Yes, I meant the reproducer you gave.

I suspect I must have missed CONFIG_WATCH_QUEUE=y while setting the kernel
up, extremely sorry for it.

I now tried 5.10.y with it (using a modification of syzkaller's dashboard
config I had been using[1]), and I'm getting a __post_watch_notification()
crash (which is a related crash, as the fix[2][3] for that causes the
reproducer to not reproduce the post_one_notification crash on mainline),
but not the post_one_notification() crash you had reported. It seems if I
apply my patch, it doesn't trigger this related crash, so these bugs are
seem to be very related maybe due to racing? I haven't looked at that yet.

I then tried on v5.10.131 since that was the exact version you had
reproduced on, and it reproduces the post_one_notification() error
successfully. Applying 353f7988dd84 causes __post_watch_notification()
crash, and then applying this v3 patch does not trigger the issue, but
the patch to fix __post_watch_notification() crash is [2], which does
not really address the issue of post_one_notification() crash which
is due to the dangling reference to a freed pipe.

Can you please try reproducer at your end?

Thanks,
Siddh

[1] https://gist.github.com/siddhpant/06c7d64ca83273f0fd6604e4677f7c0d
[2] https://git.kernel.org/pub/scm/linux/kernel/git/torvalds/linux.git/commit/?id=e64ab2dbd882933b65cd82ff6235d705ad65dbb6
[3] https://lore.kernel.org/linux-mm/[email protected]/

2022-08-03 01:52:59

by Eric Biggers

[permalink] [raw]
Subject: Re: [PATCH v3] kernel/watch_queue: Make pipe NULL while clearing watch_queue

On Thu, Jul 28, 2022 at 09:21:21PM +0530, Siddh Raman Pant wrote:
> If not done, a reference to a freed pipe remains in the watch_queue,
> as this function is called before freeing a pipe in free_pipe_info()
> (see line 834 of fs/pipe.c).
>
> This causes a UAF when post_one_notification() tries to access the pipe
> on a key update, which is reported by syzbot.
>
> We also need to use READ_ONCE() in post_one_notification() to prevent the
> compiler from optimising and loading a non-NULL value from wqueue->pipe.

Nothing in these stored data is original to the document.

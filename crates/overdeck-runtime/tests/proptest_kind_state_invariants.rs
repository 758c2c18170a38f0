//! Property-based invariant tests for kind state driven through handles.
//!
//! These tests verify:
//!
//! 1. Length equals opens minus completed closes.
//! 2. Still-open items keep their open order.
//! 3. Closing twice yields the same state as closing once.
//! 4. Actions on closed handles leave the state unchanged.
//! 5. hide/show never touch content or order.
//! 6. Released listeners are never notified; live ones always are.

use std::cell::Cell;
use std::rc::Rc;

use overdeck_core::{KindState, Visibility};
use overdeck_runtime::{Handle, OverlayKind, RegistryContext, Store};
use proptest::prelude::*;

// ── Strategies ────────────────────────────────────────────────────────────

#[derive(Debug, Clone)]
enum Op {
    Open(u16),
    Close(usize),
    Update(usize, u16),
    Hide(usize),
    Show(usize),
}

fn op_strategy() -> impl Strategy<Value = Op> {
    prop_oneof![
        3 => any::<u16>().prop_map(Op::Open),
        2 => any::<usize>().prop_map(Op::Close),
        1 => (any::<usize>(), any::<u16>()).prop_map(|(i, c)| Op::Update(i, c)),
        1 => any::<usize>().prop_map(Op::Hide),
        1 => any::<usize>().prop_map(Op::Show),
    ]
}

/// Expected state of one handle.
struct Model {
    content: u16,
    visibility: Visibility,
    open: bool,
}

fn toast_kind() -> OverlayKind<u16> {
    let mut ctx = RegistryContext::<usize>::new();
    ctx.register_fn("toast", Vec::new(), |state: &KindState<u16>| state.len())
        .expect("register toast")
}

fn pick(handles: &[Handle<u16>], index: usize) -> Option<usize> {
    (!handles.is_empty()).then(|| index % handles.len())
}

// ═════════════════════════════════════════════════════════════════════════
// 1–5. Handle actions against a reference model
// ═════════════════════════════════════════════════════════════════════════

proptest! {
    #[test]
    fn state_matches_model(ops in proptest::collection::vec(op_strategy(), 0..64)) {
        let kind = toast_kind();
        let mut handles: Vec<Handle<u16>> = Vec::new();
        let mut model: Vec<Model> = Vec::new();
        let mut opens = 0usize;
        let mut closes = 0usize;

        for op in ops {
            match op {
                Op::Open(content) => {
                    handles.push(kind.open(|_| content));
                    model.push(Model { content, visibility: Visibility::Shown, open: true });
                    opens += 1;
                }
                Op::Close(i) => {
                    if let Some(i) = pick(&handles, i) {
                        handles[i].close();
                        if model[i].open {
                            model[i].open = false;
                            closes += 1;
                        }
                    }
                }
                Op::Update(i, content) => {
                    if let Some(i) = pick(&handles, i) {
                        handles[i].update(content);
                        if model[i].open {
                            model[i].content = content;
                        }
                    }
                }
                Op::Hide(i) => {
                    if let Some(i) = pick(&handles, i) {
                        handles[i].hide();
                        if model[i].open {
                            model[i].visibility = Visibility::Hidden;
                        }
                    }
                }
                Op::Show(i) => {
                    if let Some(i) = pick(&handles, i) {
                        handles[i].show();
                        if model[i].open {
                            model[i].visibility = Visibility::Shown;
                        }
                    }
                }
            }
        }

        let state = kind.items();
        prop_assert_eq!(state.len(), opens - closes);

        let expected: Vec<_> = handles
            .iter()
            .zip(&model)
            .filter(|(_, m)| m.open)
            .map(|(h, m)| (h.id(), m.content, m.visibility))
            .collect();
        let actual: Vec<_> = state
            .iter()
            .map(|item| (item.id, item.content, item.visibility))
            .collect();
        prop_assert_eq!(actual, expected);
    }

    #[test]
    fn double_close_equals_single_close(
        contents in proptest::collection::vec(any::<u16>(), 1..16),
        victim in any::<usize>(),
    ) {
        let once = toast_kind();
        let twice = toast_kind();
        let a: Vec<_> = contents.iter().map(|c| once.open(|_| *c)).collect();
        let b: Vec<_> = contents.iter().map(|c| twice.open(|_| *c)).collect();
        let i = victim % contents.len();

        a[i].close();
        b[i].close();
        b[i].close();

        let strip = |state: KindState<u16>| -> Vec<u16> {
            state.into_iter().map(|item| item.content).collect()
        };
        prop_assert_eq!(strip(once.items()), strip(twice.items()));
    }

    #[test]
    fn closed_handle_actions_are_noops(
        contents in proptest::collection::vec(any::<u16>(), 1..16),
        victim in any::<usize>(),
        replacement in any::<u16>(),
    ) {
        let kind = toast_kind();
        let handles: Vec<_> = contents.iter().map(|c| kind.open(|_| *c)).collect();
        let closed = &handles[victim % handles.len()];
        closed.close();

        let before = kind.items();
        let version = kind.store().version();
        closed.update(replacement);
        closed.hide();
        closed.show();
        closed.close();
        prop_assert_eq!(kind.items(), before);
        prop_assert_eq!(kind.store().version(), version);
    }
}

// ═════════════════════════════════════════════════════════════════════════
// 6. Subscription release
// ═════════════════════════════════════════════════════════════════════════

proptest! {
    #[test]
    fn released_listeners_never_fire(
        listeners in 1usize..8,
        released in proptest::collection::vec(any::<bool>(), 8),
        sets in 1usize..8,
    ) {
        let store = Store::new(0u32);
        let counters: Vec<Rc<Cell<usize>>> =
            (0..listeners).map(|_| Rc::new(Cell::new(0))).collect();
        let subs: Vec<_> = counters
            .iter()
            .map(|counter| {
                let counter = Rc::clone(counter);
                store.subscribe(move |_| counter.set(counter.get() + 1))
            })
            .collect();

        for (sub, release) in subs.iter().zip(&released) {
            if *release {
                sub.unsubscribe();
            }
        }
        for _ in 0..sets {
            store.set(|v| v + 1);
        }

        for (i, counter) in counters.iter().enumerate() {
            let expected = if released[i] { 0 } else { sets };
            prop_assert_eq!(counter.get(), expected);
        }
    }
}
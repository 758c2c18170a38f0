#![forbid(unsafe_code)]

//! Rendered overlay layers and a character-grid rasterizer for them.
//!
//! A [`Layer`] is what a kind's renderer produces: an optional backdrop plus
//! positioned [`Block`]s. [`Canvas`] draws layers bottom-up into a fixed-size
//! grid, which is enough for terminals, snapshots, and tests.

use overdeck_core::OverlayId;
use unicode_width::UnicodeWidthChar;

const BACKDROP: char = '░';
/// Continuation marker for the second cell of a wide character.
const WIDE_TAIL: char = '\0';

/// Where a block sits on the surface.
#[derive(Debug, Clone, Copy, PartialEq, Eq)]
pub enum Placement {
    /// Offset in cells from the bottom-right corner to the block's corner.
    BottomRight { right: u16, bottom: u16 },
    /// Block centred on a point given in percent of the surface.
    Percent { top: u16, left: u16 },
}

/// One bordered box of text.
#[derive(Debug, Clone, PartialEq, Eq)]
pub struct Block {
    pub id: OverlayId,
    pub placement: Placement,
    pub lines: Vec<String>,
}

impl Block {
    /// Display width of the widest line.
    #[must_use]
    pub fn inner_width(&self) -> u16 {
        let widest = self.lines.iter().map(|line| display_width(line)).max().unwrap_or(0);
        u16::try_from(widest).unwrap_or(u16::MAX)
    }

    /// Outer size including the border.
    #[must_use]
    pub fn outer_size(&self) -> (u16, u16) {
        let height = u16::try_from(self.lines.len()).unwrap_or(u16::MAX);
        (
            self.inner_width().saturating_add(4),
            height.saturating_add(2),
        )
    }
}

/// Output of one kind's renderer.
#[derive(Debug, Clone, Default, PartialEq, Eq)]
pub struct Layer {
    pub backdrop: bool,
    pub blocks: Vec<Block>,
}

impl Layer {
    #[must_use]
    pub fn empty() -> Self {
        Self::default()
    }

    /// Nothing to draw: no backdrop and no blocks.
    #[must_use]
    pub fn is_blank(&self) -> bool {
        !self.backdrop && self.blocks.is_empty()
    }
}

/// Display width of `s` in terminal cells.
#[must_use]
pub fn display_width(s: &str) -> usize {
    s.chars().map(|c| c.width().unwrap_or(0)).sum()
}

/// Truncate `s` to at most `max` display cells, marking the cut with `…`.
#[must_use]
pub fn truncate_to_width(s: &str, max: usize) -> String {
    if display_width(s) <= max {
        return s.to_string();
    }
    if max == 0 {
        return String::new();
    }
    let mut out = String::new();
    let mut used = 0;
    for c in s.chars() {
        let w = c.width().unwrap_or(0);
        if used + w > max - 1 {
            break;
        }
        out.push(c);
        used += w;
    }
    out.push('…');
    out
}

/// Fixed-size character grid.
#[derive(Debug, Clone)]
pub struct Canvas {
    width: u16,
    height: u16,
    cells: Vec<char>,
}

impl Canvas {
    #[must_use]
    pub fn new(width: u16, height: u16) -> Self {
        Self {
            width,
            height,
            cells: vec![' '; usize::from(width) * usize::from(height)],
        }
    }

    #[must_use]
    pub fn width(&self) -> u16 {
        self.width
    }

    #[must_use]
    pub fn height(&self) -> u16 {
        self.height
    }

    /// Draw every layer in order; later layers cover earlier ones.
    pub fn draw_layers<'a>(&mut self, layers: impl IntoIterator<Item = &'a Layer>) {
        for layer in layers {
            self.draw_layer(layer);
        }
    }

    pub fn draw_layer(&mut self, layer: &Layer) {
        if layer.backdrop {
            self.cells.fill(BACKDROP);
        }
        for block in &layer.blocks {
            self.draw_block(block);
        }
    }

    /// The grid as text rows, trailing spaces trimmed.
    #[must_use]
    pub fn rows(&self) -> Vec<String> {
        if self.width == 0 {
            return vec![String::new(); usize::from(self.height)];
        }
        self.cells
            .chunks(usize::from(self.width))
            .map(|row| {
                let line: String = row.iter().filter(|c| **c != WIDE_TAIL).collect();
                line.trim_end().to_string()
            })
            .collect()
    }

    #[must_use]
    pub fn to_text(&self) -> String {
        self.rows().join("\n")
    }

    // i64: percent offsets of a u16-wide canvas exceed i32.
    fn origin(&self, block: &Block) -> (i64, i64) {
        let (w, h) = block.outer_size();
        let (w, h) = (i64::from(w), i64::from(h));
        let (sw, sh) = (i64::from(self.width), i64::from(self.height));
        match block.placement {
            Placement::BottomRight { right, bottom } => {
                (sw - i64::from(right) - w, sh - i64::from(bottom) - h)
            }
            Placement::Percent { top, left } => {
                let cx = sw * i64::from(left) / 100;
                let cy = sh * i64::from(top) / 100;
                (cx - w / 2, cy - h / 2)
            }
        }
    }

    fn draw_block(&mut self, block: &Block) {
        let (x0, y0) = self.origin(block);
        let h = i64::from(block.outer_size().1);
        let inner = usize::from(block.inner_width());

        let horizontal = "─".repeat(inner + 2);
        self.put_str(x0, y0, &format!("┌{horizontal}┐"));
        for (row, line) in block.lines.iter().enumerate() {
            let pad = inner - display_width(line).min(inner);
            let y = y0.saturating_add(1 + i64::try_from(row).unwrap_or(i64::MAX - 1));
            self.put_str(x0, y, &format!("│ {line}{} │", " ".repeat(pad)));
        }
        self.put_str(x0, y0 + h - 1, &format!("└{horizontal}┘"));
    }

    fn put_str(&mut self, x: i64, y: i64, s: &str) {
        let mut cx = x;
        for c in s.chars() {
            let w = c.width().unwrap_or(0);
            if w == 0 {
                continue;
            }
            if let Some(idx) = self.index(cx, y, w) {
                self.cells[idx] = c;
                if w == 2 {
                    self.cells[idx + 1] = WIDE_TAIL;
                }
            }
            cx = cx.saturating_add(i64::try_from(w).unwrap_or(i64::MAX));
        }
    }

    /// Cell index of `(x, y)` when a glyph `w` cells wide fits entirely on
    /// the canvas there.
    fn index(&self, x: i64, y: i64, w: usize) -> Option<usize> {
        let x = usize::try_from(x).ok()?;
        let y = usize::try_from(y).ok()?;
        let width = usize::from(self.width);
        if y >= usize::from(self.height) || x.checked_add(w)? > width {
            return None;
        }
        Some(y * width + x)
    }
}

Didn't this already get fixed by the following commit?

commit 353f7988dd8413c47718f7ca79c030b6fb62cfe5
Author: Linus Torvalds <[email protected]>
Date: Tue Jul 19 11:09:01 2022 -0700

watchqueue: make sure to serialize 'wqueue->defunct' properly

With that, post_one_notification() only runs while the watch_queue is locked and
not "defunct". So it's guaranteed that the pipe still exists. Any concurrent
free_pipe_info() waits for the watch_queue to be unlocked in watch_queue_clear()
before proceeding to free the pipe. So where is there still a bug?

>
> Bug report: https://syzkaller.appspot.com/bug?id=1870dd7791ba05f2ea7f47f7cbdde701173973fc
> Reported-and-tested-by: [email protected]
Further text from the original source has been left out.